Entries taken from a collection:
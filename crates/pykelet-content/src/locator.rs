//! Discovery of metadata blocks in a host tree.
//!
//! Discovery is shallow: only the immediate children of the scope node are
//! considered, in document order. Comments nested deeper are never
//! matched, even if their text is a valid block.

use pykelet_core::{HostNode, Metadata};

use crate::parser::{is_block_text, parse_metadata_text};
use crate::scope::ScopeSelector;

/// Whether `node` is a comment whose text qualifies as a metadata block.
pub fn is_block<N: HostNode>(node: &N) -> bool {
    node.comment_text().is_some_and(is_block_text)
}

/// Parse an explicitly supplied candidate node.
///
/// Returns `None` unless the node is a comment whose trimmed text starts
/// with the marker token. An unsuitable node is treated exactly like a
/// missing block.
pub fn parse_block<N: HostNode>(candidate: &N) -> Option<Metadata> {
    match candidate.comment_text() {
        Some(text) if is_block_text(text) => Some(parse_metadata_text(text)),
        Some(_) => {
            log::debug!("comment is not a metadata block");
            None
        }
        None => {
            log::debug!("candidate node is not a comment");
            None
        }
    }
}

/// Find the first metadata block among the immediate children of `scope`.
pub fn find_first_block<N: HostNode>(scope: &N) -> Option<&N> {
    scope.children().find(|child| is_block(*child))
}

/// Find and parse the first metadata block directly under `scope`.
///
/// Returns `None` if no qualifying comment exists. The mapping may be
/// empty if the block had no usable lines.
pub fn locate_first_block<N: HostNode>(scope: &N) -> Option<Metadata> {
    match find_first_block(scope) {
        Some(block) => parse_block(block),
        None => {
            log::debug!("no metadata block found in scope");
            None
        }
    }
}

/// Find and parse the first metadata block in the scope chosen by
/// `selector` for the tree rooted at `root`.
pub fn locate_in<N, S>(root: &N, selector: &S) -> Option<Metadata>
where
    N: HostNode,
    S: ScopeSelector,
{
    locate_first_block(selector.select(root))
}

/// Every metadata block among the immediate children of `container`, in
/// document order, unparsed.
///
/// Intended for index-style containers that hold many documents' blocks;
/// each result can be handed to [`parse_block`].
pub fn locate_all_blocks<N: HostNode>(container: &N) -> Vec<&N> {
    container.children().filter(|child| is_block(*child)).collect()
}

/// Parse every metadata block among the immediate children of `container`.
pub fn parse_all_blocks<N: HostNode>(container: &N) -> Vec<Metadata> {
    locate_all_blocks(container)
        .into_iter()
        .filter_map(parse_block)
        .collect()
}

TASK REQUIREMENTS ->
The lines from the one with "document order, unparsed." through the final line of the data are to be reproduced exactly, both included, with no other lines.

RESULT OF THIS EXERCISE ->
/// document order, unparsed.
///
/// Intended for index-style containers that hold many documents' blocks;
/// each result can be handed to [`parse_block`].
pub fn locate_all_blocks<N: HostNode>(container: &N) -> Vec<&N> {
    container.children().filter(|child| is_block(*child)).collect()
}

/// Parse every metadata block among the immediate children of `container`.
pub fn parse_all_blocks<N: HostNode>(container: &N) -> Vec<Metadata> {
    locate_all_blocks(container)
        .into_iter()
        .filter_map(parse_block)
        .collect()
}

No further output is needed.